Corporate law is a fascinating study at the intersection of power and wealth. It's about the control of wealth, of the engine of wealth creation in the economy. Corporations are used to put together investments of money and then see that investment of money sail the seas of risk, literally in some cases. And it's been a part of our history as human beings for as far back as we have recorded history. I advise students, if you want to be a corporate lawyer, it's a great class to take, but it's also a great class to take if you want to be, for example, an environmental lawyer. You'll be suing companies. And so it's an important methodology to understand how to sue companies and when to sue companies and how to gain access to funds for judgment. You have to have an understanding of corporate law to secure a judgment, even after victory in an environmental lawsuit. There are a number of areas of law that touch on corporation law, from family law to environmental law, contract and tort law, that all involve corporations doing things just like people do. Corporations are treated by the law as if they were people. Corporations and other business entities operate under the legal fiction that they are people.
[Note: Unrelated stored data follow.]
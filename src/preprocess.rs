//! Decode and grayscale/blur preprocessing
//!
//! Pure transforms: encoded bytes in, smoothed single-channel intensity
//! buffer out. High-frequency noise that survives this stage would register
//! as spurious edges downstream.

use crate::error::{FrameRemovalError, Result};
use image::{DynamicImage, GrayImage};

/// Stateless preprocessing utilities for the detection pipeline
pub struct ImagePreprocessor;

impl ImagePreprocessor {
    /// Decode raw image bytes into a pixel buffer
    ///
    /// # Errors
    /// Returns `FrameRemovalError::Decode` when the bytes are not a
    /// decodable image or the decoded dimensions are degenerate.
    pub fn decode(image_bytes: &[u8]) -> Result<DynamicImage> {
        let image = image::load_from_memory(image_bytes).map_err(|e| {
            FrameRemovalError::decode(format!("Failed to decode image from bytes: {}", e))
        })?;

        if image.width() == 0 || image.height() == 0 {
            return Err(FrameRemovalError::decode(
                "Decoded image has zero width or height",
            ));
        }

        Ok(image)
    }

    /// Reduce an image to blurred single-channel luminance
    ///
    /// The Gaussian sigma is `blur_kernel_size / 2`, matching the smoothing
    /// the gradient threshold downstream is tuned against.
    #[must_use]
    pub fn blurred_luma(image: &DynamicImage, blur_kernel_size: u32) -> GrayImage {
        let gray = image.to_luma8();
        let sigma = blur_kernel_size as f32 / 2.0;
        if sigma <= 0.0 {
            return gray;
        }
        image::imageops::blur(&gray, sigma)
    }
}

#[cfg(test)]
mod tests {
    use super::*;
    use image::{ImageBuffer, Rgb};

    fn encode_png(image: &DynamicImage) -> Vec<u8> {
        let mut buffer = Vec::new();
        image
            .write_to(
                &mut std::io::Cursor::new(&mut buffer),
                image::ImageFormat::Png,
            )
            .unwrap();
        buffer
    }

    #[test]
    fn test_decode_valid_png() {
        let img: ImageBuffer<Rgb<u8>, Vec<u8>> =
            ImageBuffer::from_pixel(32, 16, Rgb([10, 20, 30]));
        let bytes = encode_png(&DynamicImage::ImageRgb8(img));

        let decoded = ImagePreprocessor::decode(&bytes).unwrap();
        assert_eq!(decoded.width(), 32);
        assert_eq!(decoded.height(), 16);
    }

    #[test]
    fn test_decode_garbage_fails() {
        let result = ImagePreprocessor::decode(b"definitely not an image");
        assert!(matches!(
            result.unwrap_err(),
            FrameRemovalError::Decode(_)
        ));
    }

    #[test]
    fn test_decode_empty_fails() {
        assert!(ImagePreprocessor::decode(&[]).is_err());
    }

    #[test]
    fn test_blurred_luma_dimensions_preserved() {
        let img: ImageBuffer<Rgb<u8>, Vec<u8>> =
            ImageBuffer::from_pixel(40, 30, Rgb([255, 200, 100]));
        let gray = ImagePreprocessor::blurred_luma(&DynamicImage::ImageRgb8(img), 5);
        assert_eq!(gray.dimensions(), (40, 30));
    }

    #[test]
    fn test_blur_smooths_uniform_image_to_uniform() {
        let img: ImageBuffer<Rgb<u8>, Vec<u8>> =
            ImageBuffer::from_pixel(20, 20, Rgb([120, 120, 120]));
        let gray = ImagePreprocessor::blurred_luma(&DynamicImage::ImageRgb8(img), 5);

        let first = gray.get_pixel(10, 10)[0];
        for pixel in gray.pixels() {
            assert!(pixel[0].abs_diff(first) <= 1);
        }
    }
}
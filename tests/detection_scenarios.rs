//! Detection scenario tests over synthetic artwork images
//!
//! Exercises the documented behavior: the clear black-border case, the
//! frameless solid-color case, the low-contrast ambiguous case, and the
//! graceful handling of undecodable input, plus the invariants that hold
//! for every call.

mod common;

use artframe::{FrameDetectionConfig, FrameDetector};
use common::{black_border_png, encode, framed_image, solid_image};
use image::ImageFormat;

#[test]
fn black_border_is_detected_with_high_confidence() {
    let detector = FrameDetector::with_defaults();
    let result = detector.detect_frame(&black_border_png());

    assert!(result.has_frame, "confidence = {}", result.confidence);
    assert!(result.confidence > 0.7, "confidence = {}", result.confidence);

    let bbox = result.bounding_box.expect("accepted detection carries a box");
    let cropped = result
        .cropped_dimensions
        .expect("accepted detection carries cropped dimensions");

    // The Gaussian blur widens the border transition into a band roughly
    // ten pixels wide; the locator reports its interior side.
    assert!((42..=58).contains(&bbox.x), "x = {}", bbox.x);
    assert!((42..=58).contains(&bbox.y), "y = {}", bbox.y);
    assert!((378..=418).contains(&bbox.width), "width = {}", bbox.width);
    assert!(
        (378..=418).contains(&bbox.height),
        "height = {}",
        bbox.height
    );
    assert_eq!(cropped.width, bbox.width);
    assert_eq!(cropped.height, bbox.height);
}

#[test]
fn solid_color_image_has_no_frame() {
    let detector = FrameDetector::with_defaults();
    let bytes = encode(&solid_image(400, 300, [180, 40, 90]), ImageFormat::Png);

    let result = detector.detect_frame(&bytes);
    assert!(!result.has_frame);
    assert!(result.bounding_box.is_none());
    assert!(result.cropped_dimensions.is_none());
    assert_eq!(result.original_dimensions.width, 400);
    assert_eq!(result.original_dimensions.height, 300);
}

#[test]
fn low_contrast_border_yields_low_confidence() {
    let detector = FrameDetector::with_defaults();
    let bytes = encode(
        &framed_image(400, 400, 40, [100, 100, 100], [120, 120, 120]),
        ImageFormat::Png,
    );

    let result = detector.detect_frame(&bytes);
    assert!(
        result.confidence < 0.6,
        "ambiguous case must stay low-confidence, got {}",
        result.confidence
    );
}

#[test]
fn corrupted_buffer_never_throws() {
    let detector = FrameDetector::with_defaults();

    for garbage in [
        b"plain text, not image data".as_slice(),
        &[0u8; 64],
        &[0xFF, 0xD8], // truncated JPEG magic
        &[],
    ] {
        let result = detector.detect_frame(garbage);
        assert!(!result.has_frame);
        assert_eq!(result.confidence, 0.0);
        assert_eq!(result.original_dimensions.width, 0);
        assert_eq!(result.original_dimensions.height, 0);
        assert!(result.bounding_box.is_none());
    }
}

#[test]
fn detection_is_bit_identical_across_calls() {
    let detector = FrameDetector::with_defaults();
    let bytes = black_border_png();

    let first = detector.detect_frame(&bytes);
    for _ in 0..5 {
        let repeat = detector.detect_frame(&bytes);
        assert_eq!(repeat.has_frame, first.has_frame);
        assert_eq!(repeat.bounding_box, first.bounding_box);
        assert_eq!(
            repeat.confidence.to_bits(),
            first.confidence.to_bits(),
            "confidence must be bit-identical"
        );
    }
}

#[test]
fn accepted_detections_satisfy_containment_and_ratio_bounds() {
    let config = FrameDetectionConfig::default();
    let detector = FrameDetector::with_defaults();

    let fixtures = [
        framed_image(500, 500, 50, [0, 0, 0], [255, 200, 100]),
        framed_image(400, 400, 30, [20, 20, 20], [240, 240, 240]),
        framed_image(600, 400, 60, [10, 5, 0], [200, 180, 160]),
        framed_image(300, 300, 15, [0, 0, 0], [255, 255, 255]),
    ];

    for (i, fixture) in fixtures.iter().enumerate() {
        let bytes = encode(fixture, ImageFormat::Png);
        let result = detector.detect_frame(&bytes);

        // Confidence is always in range, accepted or not.
        assert!(
            (0.0..=1.0).contains(&result.confidence),
            "fixture {}: confidence = {}",
            i,
            result.confidence
        );

        if let Some(bbox) = result.bounding_box {
            assert!(
                bbox.contained_in(result.original_dimensions),
                "fixture {}: box {:?} escapes {:?}",
                i,
                bbox,
                result.original_dimensions
            );

            let ratio = bbox.crop_ratio(result.original_dimensions);
            assert!(
                ratio >= config.min_crop_percentage && ratio <= config.max_crop_percentage,
                "fixture {}: crop ratio {} outside configured band",
                i,
                ratio
            );
        }
    }
}

#[test]
fn stricter_confidence_floor_rejects_marginal_detections() {
    let bytes = black_border_png();

    let permissive = FrameDetector::with_defaults();
    let baseline = permissive.detect_frame(&bytes);
    assert!(baseline.has_frame);

    // A floor above the achievable score flips the verdict but keeps the
    // diagnostic confidence.
    let strict = FrameDetector::new(
        FrameDetectionConfig::builder()
            .min_confidence(0.99)
            .build()
            .unwrap(),
    )
    .unwrap();
    let rejected = strict.detect_frame(&bytes);
    assert!(!rejected.has_frame);
    assert!(rejected.bounding_box.is_none());
    assert!((rejected.confidence - baseline.confidence).abs() < 1e-9);
}

#[test]
fn crop_band_configuration_gates_acceptance() {
    let bytes = black_border_png();

    // The clear-frame fixture crops to roughly 60% of the original area;
    // a minimum above that must reject it.
    let narrow = FrameDetector::new(
        FrameDetectionConfig::builder()
            .min_crop_percentage(0.8)
            .max_crop_percentage(0.99)
            .build()
            .unwrap(),
    )
    .unwrap();

    let result = narrow.detect_frame(&bytes);
    assert!(!result.has_frame);
}

#[test]
fn timings_are_populated() {
    let detector = FrameDetector::with_defaults();
    let result = detector.detect_frame(&black_border_png());

    // Stage timings are measured; totals cover the stages.
    assert!(result.timings.total_ms >= result.timings.decode_ms);
}
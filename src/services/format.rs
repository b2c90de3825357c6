//! Source-format detection and format-preserving re-encoding
//!
//! After a crop the output must stay in the input's encoding so a caller's
//! storage keys and content types remain valid. JPEG is re-encoded near the
//! quality ceiling and PNG with fast compression to avoid visible loss on
//! the round trip.

use crate::error::{FrameRemovalError, Result};
use image::{
    codecs::{
        jpeg::JpegEncoder,
        png::{CompressionType, FilterType, PngEncoder},
    },
    DynamicImage, ImageFormat,
};
use std::io::Cursor;

/// JPEG re-encode quality for cropped output
const JPEG_REENCODE_QUALITY: u8 = 95;

/// Image format sniffed from the input bytes
#[derive(Debug, Clone, Copy, PartialEq, Eq)]
pub enum SourceFormat {
    /// JPEG input, re-encoded lossy near the quality ceiling
    Jpeg,
    /// PNG input, re-encoded lossless
    Png,
    /// WebP input, re-encoded lossless
    WebP,
    /// BMP input
    Bmp,
    /// TIFF input
    Tiff,
}

impl SourceFormat {
    /// Sniff the encoding from the leading bytes of the input
    ///
    /// Decodable formats without an encoder counterpart fall back to PNG so
    /// the crop stays lossless.
    #[must_use]
    pub fn detect(image_bytes: &[u8]) -> Option<Self> {
        match image::guess_format(image_bytes).ok()? {
            ImageFormat::Jpeg => Some(Self::Jpeg),
            ImageFormat::Png => Some(Self::Png),
            ImageFormat::WebP => Some(Self::WebP),
            ImageFormat::Bmp => Some(Self::Bmp),
            ImageFormat::Tiff => Some(Self::Tiff),
            _ => Some(Self::Png),
        }
    }

    /// File extension (without the dot) for this format
    #[must_use]
    pub fn extension(&self) -> &'static str {
        match self {
            Self::Jpeg => "jpg",
            Self::Png => "png",
            Self::WebP => "webp",
            Self::Bmp => "bmp",
            Self::Tiff => "tiff",
        }
    }
}

impl std::fmt::Display for SourceFormat {
    fn fmt(&self, f: &mut std::fmt::Formatter<'_>) -> std::fmt::Result {
        match self {
            Self::Jpeg => write!(f, "jpeg"),
            Self::Png => write!(f, "png"),
            Self::WebP => write!(f, "webp"),
            Self::Bmp => write!(f, "bmp"),
            Self::Tiff => write!(f, "tiff"),
        }
    }
}

/// Service for re-encoding cropped images in their source format
pub struct OutputFormatHandler;

impl OutputFormatHandler {
    /// Encode an image in the given source format
    ///
    /// # Errors
    /// Returns `FrameRemovalError::Image` when the underlying encoder
    /// fails, `FrameRemovalError::Processing` when the buffer cannot be
    /// written.
    pub fn encode(image: &DynamicImage, format: SourceFormat) -> Result<Vec<u8>> {
        let mut buffer = Vec::new();
        let mut cursor = Cursor::new(&mut buffer);

        match format {
            SourceFormat::Jpeg => {
                // JPEG has no alpha; flatten before encoding.
                let rgb_image = image.to_rgb8();
                let mut encoder =
                    JpegEncoder::new_with_quality(&mut cursor, JPEG_REENCODE_QUALITY);
                encoder.encode_image(&rgb_image)?;
            },
            SourceFormat::Png => {
                let encoder = PngEncoder::new_with_quality(
                    &mut cursor,
                    CompressionType::Fast,
                    FilterType::Adaptive,
                );
                image.write_with_encoder(encoder)?;
            },
            SourceFormat::WebP => {
                image.write_to(&mut cursor, ImageFormat::WebP)?;
            },
            SourceFormat::Bmp => {
                image.write_to(&mut cursor, ImageFormat::Bmp)?;
            },
            SourceFormat::Tiff => {
                image.write_to(&mut cursor, ImageFormat::Tiff)?;
            },
        }

        if buffer.is_empty() {
            return Err(FrameRemovalError::processing_stage_error(
                "encode",
                "encoder produced no output",
                Some(&format!("format: {}", format)),
            ));
        }

        Ok(buffer)
    }
}
//! Command-line interface functionality
//!
//! This module contains the CLI components, available when the `cli`
//! feature is enabled.

mod main;

pub use main::main;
That turns out to be very powerful and it allows for the massive accumulation of wealth for large scale enterprises. Corporations are people under the law in that they can own property, they can sue and be sued, they can be indicted in a criminal law, they pay taxes like people, they can start other corporations like people. And so this fiction that a corporation is a separate thing or other business entities are separate thing that have certain powers that people do, turns out to be very effective at encouraging investors to put their capital into large scale enterprises. And ultimately the corporate business form of organization was the key in recent history to American economic development in the industrial era. And also it touches back to the history of the East India Trading Company and back further than that, to Roman law, and even back further than that to the very first writings from the ancient Mesopotamians. Corporate law is cool. And I think it's not an exaggeration to say that one of the key attributes necessary for American development in the industrial era was the corporate form of organization.